[Records from a data source]
=== Section Start ===
/**
 * Login Handler
 *
 * This module implements the user authentication handler for POST /api/auth/login.
 *
 * # Authentication Process
 *
 * 1. Check that username and password are present
 * 2. Look up the user and verify the password using bcrypt
 * 3. Generate a JWT token
 * 4. Return the token with the user's id, name and role
 *
 * # Security
 *
 * - Unknown users and wrong passwords both return 401 "Invalid credentials"
 * - User passwords are never logged or returned in responses
 */

use axum::{
    extract::{rejection::JsonRejection, State},
    http::StatusCode,
    response::Json,
};

use crate::backend::auth::handlers::types::{AuthResponse, LoginRequest};
use crate::backend::auth::users::authenticate;
use crate::backend::error::BackendError;
use crate::backend::server::state::AppState;
use crate::shared::SharedError;

/// Login handler
///
/// # Errors
///
/// * `400 Bad Request` - If username or password is missing
/// * `401 Unauthorized` - If the user is not found or the password is incorrect
/// * `500 Internal Server Error` - If the store or token generation fails
///
/// # Example Request
///
/// ```http
/// POST /api/auth/login HTTP/1.1
/// Content-Type: application/json
///
/// {
///   "username": "user1",
///   "password": "user1"
/// }
/// ```
///
/// # Example Response
///
/// ```json
/// {
///   "token": "eyJhbGciOiJIUzI1NiIsInR5cCI6IkpXVCJ9...",
///   "username": "user1",
///   "userId": "123e4567-e89b-12d3-a456-426614174000",
///   "role": "user"
/// }
/// ```
pub async fn login(
    State(app_state): State<AppState>,
    payload: Result<Json<LoginRequest>, JsonRejection>,
) -> Result<Json<AuthResponse>, BackendError> {
    let Json(request) = payload?;
    if request.username.trim().is_empty() || request.password.is_empty() {
        return Err(SharedError::validation("username", "Username and password required").into());
    }
    tracing::info!("[Auth] Login request for: {}", request.username);

    let user = authenticate(app_state.users.as_ref(), &request.username, &request.password).await?;

    let token = app_state.sessions.create_token(&user).map_err(|e| {
        tracing::error!("[Auth] Failed to create token: {:?}", e);
        BackendError::handler(StatusCode::INTERNAL_SERVER_ERROR, "Server error")
    })?;

    tracing::info!("[Auth] User logged in: {} ({})", user.username, user.role);

    Ok(Json(AuthResponse {
        token,
        username: user.username,
        user_id: user.id,
        role: user.role,
    }))
}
=== Section End ===
PROBLEM:
Can you give every line above again, exactly as written?

SOLUTION:
/**
 * Login Handler
 *
 * This module implements the user authentication handler for POST /api/auth/login.
 *
 * # Authentication Process
 *
 * 1. Check that username and password are present
 * 2. Look up the user and verify the password using bcrypt
 * 3. Generate a JWT token
 * 4. Return the token with the user's id, name and role
 *
 * # Security
 *
 * - Unknown users and wrong passwords both return 401 "Invalid credentials"
 * - User passwords are never logged or returned in responses
 */

use axum::{
    extract::{rejection::JsonRejection, State},
    http::StatusCode,
    response::Json,
};

use crate::backend::auth::handlers::types::{AuthResponse, LoginRequest};
use crate::backend::auth::users::authenticate;
use crate::backend::error::BackendError;
use crate::backend::server::state::AppState;
use crate::shared::SharedError;

/// Login handler
///
/// # Errors
///
/// * `400 Bad Request` - If username or password is missing
/// * `401 Unauthorized` - If the user is not found or the password is incorrect
/// * `500 Internal Server Error` - If the store or token generation fails
///
/// # Example Request
///
/// ```http
/// POST /api/auth/login HTTP/1.1
/// Content-Type: application/json
///
/// {
///   "username": "user1",
///   "password": "user1"
/// }
/// ```
///
/// # Example Response
///
/// ```json
/// {
///   "token": "eyJhbGciOiJIUzI1NiIsInR5cCI6IkpXVCJ9...",
///   "username": "user1",
///   "userId": "123e4567-e89b-12d3-a456-426614174000",
///   "role": "user"
/// }
/// ```
pub async fn login(
    State(app_state): State<AppState>,
    payload: Result<Json<LoginRequest>, JsonRejection>,
) -> Result<Json<AuthResponse>, BackendError> {
    let Json(request) = payload?;
    if request.username.trim().is_empty() || request.password.is_empty() {
        return Err(SharedError::validation("username", "Username and password required").into());
    }
    tracing::info!("[Auth] Login request for: {}", request.username);

    let user = authenticate(app_state.users.as_ref(), &request.username, &request.password).await?;

    let token = app_state.sessions.create_token(&user).map_err(|e| {
        tracing::error!("[Auth] Failed to create token: {:?}", e);
        BackendError::handler(StatusCode::INTERNAL_SERVER_ERROR, "Server error")
    })?;

    tracing::info!("[Auth] User logged in: {} ({})", user.username, user.role);

    Ok(Json(AuthResponse {
        token,
        username: user.username,
        user_id: user.id,
        role: user.role,
    }))
}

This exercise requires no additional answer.